Am 26. Oktober 2011 hat der Bundestag die neun Mitglieder des Gremiums 
gewählt (sogenanntes 9-er Sondergremium). 

Die Antragsteller sind Abgeordnete des Deutschen Bundestages und wenden 
sich im Wege des Organstreitverfahrens verbunden mit einem Antrag auf 
Erlass einer einstweiligen Anordnung gegen die mit der Gesetzesänderung 
eingeführte Neuregelung der Beteiligung des Bundestages. Sie sehen sich 
durch die Delegation der parlamentarischen Haushaltsverantwortung auf 
das 9-er Sondergremium in ihrem Abgeordnetenstatus gemäß Art. 38 Abs. 1 
Satz 2 GG verletzt. 

Der Zweite Senat des Bundesverfassungsgerichts hat im Wege der 
einstweiligen Anordnung entschieden, dass bis zur Entscheidung im 
Organstreitverfahren die Beteiligungsrechte des Bundestages nicht durch 
das neu konstituierte Gremium wahrgenommen werden dürfen. 
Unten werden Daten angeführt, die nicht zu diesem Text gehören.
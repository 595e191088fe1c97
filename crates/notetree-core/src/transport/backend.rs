//! Network primitive behind the transport.

use std::time::Duration;

use async_trait::async_trait;
use reqwest::multipart::{Form, Part};
use reqwest::Client;

use super::{FormData, FormValue, HttpRequest, HttpResponse, OutgoingBody};
use crate::error::Result;

/// Sends one fully built request and buffers the response.
#[async_trait]
pub trait HttpBackend: Send + Sync + 'static {
    async fn send(&self, request: HttpRequest) -> Result<HttpResponse>;
}

/// Production backend over `reqwest`
#[derive(Debug, Clone)]
pub struct ReqwestBackend {
    client: Client,
}

impl ReqwestBackend {
    pub fn new(timeout: Duration) -> Result<Self> {
        Ok(Self {
            client: Client::builder().timeout(timeout).build()?,
        })
    }
}

#[async_trait]
impl HttpBackend for ReqwestBackend {
    async fn send(&self, request: HttpRequest) -> Result<HttpResponse> {
        let mut builder = self
            .client
            .request(request.method, &request.url)
            .headers(request.headers);

        builder = match request.body {
            None => builder,
            Some(OutgoingBody::Bytes(bytes)) => builder.body(bytes),
            Some(OutgoingBody::Multipart(form)) => builder.multipart(into_multipart(form)?),
        };

        let response = builder.send().await?;
        let status = response.status();
        let headers = response.headers().clone();
        let body = response.bytes().await?.to_vec();

        Ok(HttpResponse {
            status,
            headers,
            body,
        })
    }
}

fn into_multipart(form: FormData) -> Result<Form> {
    let mut multipart = Form::new();
    for part in form.parts {
        multipart = match part.value {
            FormValue::Text(value) => multipart.text(part.name, value),
            FormValue::File {
                filename,
                content_type,
                bytes,
            } => {
                let mut file = Part::bytes(bytes).file_name(filename);
                if let Some(content_type) = content_type {
                    file = file.mime_str(&content_type)?;
                }
                multipart.part(part.name, file)
            }
        };
    }
    Ok(multipart)
}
Die für den Erlass der einstweiligen Anordnung erforderliche 
Folgenabwägung ergibt, dass den Antragstellern gewichtige Nachteile 
entstünden, wenn die einstweilige Anordnung nicht erginge und sich das 
Organstreitverfahren später als begründet erwiese. Sie könnten 
zwischenzeitlich in ihren Statusrechten als Abgeordnete aus Art. 38 Abs. 
1 Satz 2 GG irreversibel verletzt werden. Denn bis zur Entscheidung in 
der Hauptsache könnte das Sondergremium Entscheidungen treffen, die die 
Statusrechte der Antragsteller im Hinblick auf die haushaltspolitische 
Gesamtverantwortung des Bundestages berühren, so etwa indem es die 
Zustimmung zu einer Notmaßnahme der EFSF auf Antrag eines 
Mitgliedstaates der Euro-Zone erteilte. Diese mögliche Rechtsverletzung 
wäre durch eine Entscheidung des Bundesverfassungsgerichts in der 
Hauptsache nicht mehr rückgängig zu machen, da die Bundesrepublik 
Deutschland nach erfolgter Zustimmung völkerrechtlich bindende 
Verpflichtungen eingegangen wäre. Demgegenüber wiegen die Nachteile 
weniger schwer, die entstünden, wenn das Bundesverfassungsgericht die 
begehrte einstweilige Anordnung erließe, in der Hauptsache aber dem 
Antrag im Organstreitverfahren der Erfolg zu versagen wäre. Die 
Nichtausübung der Mitwirkungs- und Unterrichtungsrechte durch das 
Sondergremium bis zur Hauptsacheentscheidung führte nicht dazu, dass die 
erforderliche Handlungsfähigkeit der Bundesregierung in diesem Zeitraum 
nicht gewährleistet wäre. Vielmehr kann die Bundesregierung jederzeit 
notwendige Zustimmungen gegenüber dem Deutschen Bundestag beantragen, 
über die dann das Plenum entscheidet.